> **WORK REQUEST**:
Write each line again exactly as it is, from the opening line of the records below through the one containing "must be specified", and add nothing.
───── DATA EXTRACT
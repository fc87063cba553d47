//! Error types for noop-smtp

use std::io;
use std::path::PathBuf;

use thiserror::Error;

use crate::codec::Charset;
use crate::tls::StoreRole;

/// A line that cannot be represented in the listener's charset.
#[derive(Error, Debug, PartialEq, Eq)]
#[error("invalid {charset} data at byte {position}")]
pub struct CharsetError {
    pub charset: Charset,
    pub position: usize,
}

/// TLS configuration failures. All of them are detected before any
/// endpoint accepts a connection.
#[derive(Error, Debug)]
pub enum TlsError {
    #[error("protocol must be specified if provider is specified")]
    ProviderRequiresProtocol,

    #[error("unsupported TLS protocol: {0}")]
    UnsupportedProtocol(String),

    #[error("unknown security provider: {0}")]
    UnknownProvider(String),

    #[error("unsupported {kind} algorithm: {name}")]
    UnsupportedAlgorithm { kind: &'static str, name: String },

    #[error("unsupported store type: {0}")]
    UnsupportedStoreType(String),

    #[error("no {0} file configured")]
    MissingStore(StoreRole),

    #[error("failed to read {role} {}: {source}", path.display())]
    Io {
        role: StoreRole,
        path: PathBuf,
        source: io::Error,
    },

    #[error("invalid {role} {}: {reason}", path.display())]
    Store {
        role: StoreRole,
        path: PathBuf,
        reason: String,
    },

    #[error("TLS configuration rejected: {0}")]
    Config(#[from] rustls::Error),
}

#[derive(Error, Debug)]
pub enum Error {
    #[error("failed to bind {endpoint} endpoint to {address}: {source}")]
    Bind {
        endpoint: &'static str,
        address: String,
        source: io::Error,
    },

    #[error("TLS error: {0}")]
    Tls(#[from] TlsError),
}

pub type Result<T> = std::result::Result<T, Error>;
──────────
> **RESULT OF THIS TASK**:
repository fc87063cba553d47
//! Error types for noop-smtp

use std::io;
use std::path::PathBuf;

use thiserror::Error;

use crate::codec::Charset;
use crate::tls::StoreRole;

/// A line that cannot be represented in the listener's charset.
#[derive(Error, Debug, PartialEq, Eq)]
#[error("invalid {charset} data at byte {position}")]
pub struct CharsetError {
    pub charset: Charset,
    pub position: usize,
}

/// TLS configuration failures. All of them are detected before any
/// endpoint accepts a connection.
#[derive(Error, Debug)]
pub enum TlsError {
    #[error("protocol must be specified if provider is specified")]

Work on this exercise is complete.